The event is built around a simple but engaging idea: slow down, look closely, and capture the city by hand. Instead of just walking past buildings, murals, streets, storefronts, and mountain views, participants sketch what they see in real time. The result is part art event, part community gathering, and part fresh way to experience Asheville.
This year’s Sketch Crawl is centered in two places that already say a lot about the city’s personality: the River Arts District and downtown Asheville. The official event listing says the weekend includes workshops in the River Arts District, drink-and-draw gatherings, a sketch exhibit, an international postcard sketch exchange, and an architecture tour with sketching downtown.
The event is cohosted by Urban Sketchers chapters from Asheville, Charlotte, and Greenville, bringing together people who enjoy drawing city scenes, architecture, public spaces, and everyday life. Some ticketed workshops and presentations sold out quickly, but organizers also planned free public events for sketchers of different ages and skill levels.

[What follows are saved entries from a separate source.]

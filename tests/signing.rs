//! middleware-level signing tests against a recording mock transport

mod common;

use common::{
    fixed_time, reply_status, reply_xml, signing_client, MockReply, MockTransport, ACCESS_KEY,
    SECRET_KEY,
};

use std::sync::atomic::{AtomicUsize, Ordering};
use std::sync::Arc;

use anyhow::Result;
use async_trait::async_trait;
use hyper::header::DATE;
use hyper::{Body, Method, Request, StatusCode};
use s3_proxy::data_structures::OrderedHeaders;
use s3_proxy::headers::{AmzDate, AuthorizationV4};
use s3_proxy::signature::{
    calculate_signature, canonical_uri, create_canonical_request, create_string_to_sign,
    is_signed_header, Payload, EMPTY_STRING_SHA256_HASH, UNSIGNED_PAYLOAD,
};
use s3_proxy::{Credentials, CredentialsProvider, ProxyConfig, S3Result, SigningClient};

fn get_request(url: &str) -> Request<Body> {
    let mut req = Request::new(Body::empty());
    *req.uri_mut() = url.parse().unwrap();
    req
}

fn put_request(url: &str, body: &'static [u8]) -> Request<Body> {
    let mut req = Request::new(Body::from(body));
    *req.method_mut() = Method::PUT;
    *req.uri_mut() = url.parse().unwrap();
    req
}

#[tokio::test]
async fn get_with_empty_body() -> Result<()> {
    let transport = MockTransport::new(|_, _| reply_status(200));
    let client = signing_client(Arc::clone(&transport), ProxyConfig::new("us-east-1"), None);

    let resp = client
        .send(get_request("https://s3.eu-west-1.amazonaws.com/"))
        .await?;
    assert_eq!(resp.status(), StatusCode::OK);

    let req = &transport.requests()[0];
    assert_eq!(req.header("host"), Some("s3.eu-west-1.amazonaws.com"));
    assert_eq!(req.header("x-amz-date"), Some("20230730T133730Z"));
    assert_eq!(req.header("x-amz-content-sha256"), Some(EMPTY_STRING_SHA256_HASH));
    assert_eq!(req.header("amz-sdk-request"), Some("attempt=1"));
    assert!(req.header("x-amz-security-token").is_none());

    let invocation_id = req.header("amz-sdk-invocation-id").unwrap();
    assert_eq!(invocation_id.len(), 36);
    assert!(invocation_id
        .chars()
        .all(|c| c.is_ascii_hexdigit() && !c.is_ascii_uppercase() || c == '-'));

    // the signature must equal an independent recomputation from the
    // headers actually sent
    let auth = req.header("authorization").unwrap();
    let auth = AuthorizationV4::from_header_str(auth).unwrap();
    assert_eq!(auth.algorithm, "AWS4-HMAC-SHA256");
    assert_eq!(auth.credential.access_key_id, ACCESS_KEY);
    assert_eq!(auth.credential.date, "20230730");
    assert_eq!(auth.credential.aws_region, "us-east-1");
    assert_eq!(auth.credential.aws_service, "s3");
    assert_eq!(
        auth.signed_headers,
        [
            "amz-sdk-invocation-id",
            "amz-sdk-request",
            "host",
            "x-amz-content-sha256",
            "x-amz-date"
        ]
    );
    for name in &auth.signed_headers {
        assert!(req.headers.contains_key(*name));
    }

    let date = AmzDate::from_header_str(req.header("x-amz-date").unwrap()).unwrap();
    let ordered = OrderedHeaders::from_header_map(&req.headers, is_signed_header)?;
    let qs: &[(String, String)] = &[];
    let canonical = create_canonical_request(
        &req.method,
        &canonical_uri(req.uri.path()),
        qs,
        &ordered,
        Payload::Empty,
    );
    let string_to_sign = create_string_to_sign(&canonical, &date, "us-east-1", "s3");
    assert_eq!(
        string_to_sign.lines().nth(2),
        Some("20230730/us-east-1/s3/aws4_request")
    );
    let expected = calculate_signature(&string_to_sign, SECRET_KEY, &date, "us-east-1", "s3");
    assert_eq!(auth.signature, expected);
    Ok(())
}

#[tokio::test]
async fn concurrent_requests_get_distinct_invocation_ids() -> Result<()> {
    let transport = MockTransport::new(|_, _| reply_status(200));
    let client = signing_client(Arc::clone(&transport), ProxyConfig::new("us-east-1"), None);

    let (a, b) = futures::join!(
        client.send(get_request("https://s3.us-east-1.amazonaws.com/")),
        client.send(get_request("https://s3.us-east-1.amazonaws.com/"))
    );
    assert!(a.is_ok() && b.is_ok());

    let requests = transport.requests();
    let id0 = requests[0].header("amz-sdk-invocation-id").unwrap();
    let id1 = requests[1].header("amz-sdk-invocation-id").unwrap();
    assert_ne!(id0, id1);

    // same second, same credentials, but distinct request ids are
    // signed, so the authorization values differ too
    assert_eq!(
        requests[0].header("x-amz-date"),
        requests[1].header("x-amz-date")
    );
    assert_ne!(
        requests[0].header("authorization"),
        requests[1].header("authorization")
    );
    Ok(())
}

#[tokio::test]
async fn session_token_is_stamped_and_signed() -> Result<()> {
    let transport = MockTransport::new(|_, _| reply_status(200));
    let client = signing_client(
        Arc::clone(&transport),
        ProxyConfig::new("us-east-1"),
        Some("FQoGZXIvYXdzEXAMPLETOKEN".to_owned()),
    );

    let _ = client
        .send(get_request("https://s3.us-east-1.amazonaws.com/"))
        .await?;

    let req = &transport.requests()[0];
    assert_eq!(
        req.header("x-amz-security-token"),
        Some("FQoGZXIvYXdzEXAMPLETOKEN")
    );
    let auth = AuthorizationV4::from_header_str(req.header("authorization").unwrap()).unwrap();
    assert!(auth.signed_headers.contains(&"x-amz-security-token"));
    Ok(())
}

#[tokio::test]
async fn content_hash_policy() -> Result<()> {
    let transport = MockTransport::new(|_, _| reply_status(200));

    // known-small body: hashed and re-presented
    let client = signing_client(Arc::clone(&transport), ProxyConfig::new("us-east-1"), None);
    let _ = client
        .send(put_request(
            "https://examplebucket.s3.us-east-1.amazonaws.com/test.txt",
            b"Welcome to Amazon S3.",
        ))
        .await?;
    let req = &transport.requests()[0];
    // the published sha256 of this body from the SigV4 example suite
    assert_eq!(
        req.header("x-amz-content-sha256"),
        Some("44ce7dd67c959e0d3524ffac1771dfbba87d2b6b4b4e99e42034a8b803f8b072")
    );
    assert_eq!(&req.body[..], b"Welcome to Amazon S3.");

    // above the threshold: unsigned payload
    let transport = MockTransport::new(|_, _| reply_status(200));
    let mut config = ProxyConfig::new("us-east-1");
    config.hash_body_threshold = 8;
    let client = signing_client(Arc::clone(&transport), config, None);
    let _ = client
        .send(put_request(
            "https://examplebucket.s3.us-east-1.amazonaws.com/big",
            b"this body is larger than eight bytes",
        ))
        .await?;
    let req = &transport.requests()[0];
    assert_eq!(req.header("x-amz-content-sha256"), Some(UNSIGNED_PAYLOAD));
    Ok(())
}

#[tokio::test]
async fn clock_skew_is_recovered_once() -> Result<()> {
    let transport = MockTransport::new(|_, index| {
        if index == 0 {
            let body = "<Error><Code>RequestTimeTooSkewed</Code>\
                        <Message>The difference between the request time and the current time is too large.</Message></Error>";
            let mut resp = hyper::Response::new(Body::from(body));
            *resp.status_mut() = StatusCode::FORBIDDEN;
            let _ = resp
                .headers_mut()
                .insert(DATE, "Sun, 30 Jul 2023 14:37:30 +0000".parse().unwrap());
            MockReply::Ready(resp)
        } else {
            reply_status(200)
        }
    });
    let client = signing_client(Arc::clone(&transport), ProxyConfig::new("us-east-1"), None);

    let resp = client
        .send(get_request("https://s3.us-east-1.amazonaws.com/"))
        .await?;
    assert_eq!(resp.status(), StatusCode::OK);

    let requests = transport.requests();
    assert_eq!(requests.len(), 2);
    assert_eq!(requests[0].header("x-amz-date"), Some("20230730T133730Z"));
    // the retry is signed one hour ahead, matching the server clock
    assert_eq!(requests[1].header("x-amz-date"), Some("20230730T143730Z"));
    assert_eq!(requests[1].header("amz-sdk-request"), Some("attempt=2"));
    Ok(())
}

#[tokio::test]
async fn token_refresh_refetches_credentials() -> Result<()> {
    struct CountingProvider {
        calls: AtomicUsize,
    }

    #[async_trait]
    impl CredentialsProvider for CountingProvider {
        async fn credentials(&self) -> S3Result<Credentials> {
            let _ = self.calls.fetch_add(1, Ordering::SeqCst);
            Credentials::new(ACCESS_KEY, SECRET_KEY, Some("token".to_owned()))
        }
    }

    let transport = MockTransport::new(|_, index| {
        if index == 0 {
            reply_xml(
                403,
                "<Error><Code>TokenRefreshRequired</Code><Message>refresh</Message></Error>",
            )
        } else {
            reply_status(200)
        }
    });

    let provider = Arc::new(CountingProvider {
        calls: AtomicUsize::new(0),
    });
    let client = SigningClient::with_clock(
        Arc::clone(&transport) as Arc<dyn s3_proxy::HttpClient>,
        Arc::clone(&provider) as Arc<dyn CredentialsProvider>,
        ProxyConfig::new("us-east-1"),
        Arc::new(common::FixedClock(fixed_time())),
    )?;

    let resp = client
        .send(get_request("https://s3.us-east-1.amazonaws.com/"))
        .await?;
    assert_eq!(resp.status(), StatusCode::OK);
    assert_eq!(provider.calls.load(Ordering::SeqCst), 2);
    assert_eq!(
        transport.requests()[1].header("amz-sdk-request"),
        Some("attempt=2")
    );
    Ok(())
}

#[tokio::test]
async fn unrecoverable_rejection_passes_through() -> Result<()> {
    let transport = MockTransport::new(|_, _| {
        reply_xml(
            403,
            "<Error><Code>SignatureDoesNotMatch</Code><Message>nope</Message></Error>",
        )
    });
    let client = signing_client(Arc::clone(&transport), ProxyConfig::new("us-east-1"), None);

    let resp = client
        .send(get_request("https://s3.us-east-1.amazonaws.com/"))
        .await?;
    // the middleware does not consume the rejection, the caller does
    assert_eq!(resp.status(), StatusCode::FORBIDDEN);
    assert_eq!(transport.requests().len(), 1);
    Ok(())
}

That makes the weekend approachable even for people who do not think of themselves as artists. A sketch crawl is not about perfect drawings. It is about paying attention. A storefront, a cup of coffee, a historic building, a street corner, a studio door, or a musician on the sidewalk can all become part of the story.
For Asheville, the timing also carries extra meaning. The River Arts District continues to rebuild and welcome visitors after Hurricane Helene, and organizers have framed the event as a way to celebrate the district’s resilience and recovery. Sketchers sharing images of Asheville and the RAD can help show a wider audience that the creative community is active again.
For locals, this is a good weekend to see the city differently. Stop by the River Arts District, visit an open studio, watch sketchers at work, or bring a notebook and try it yourself. Downtown architecture, public art, old brick buildings, mountain views, and the movement of everyday Asheville all make strong subjects.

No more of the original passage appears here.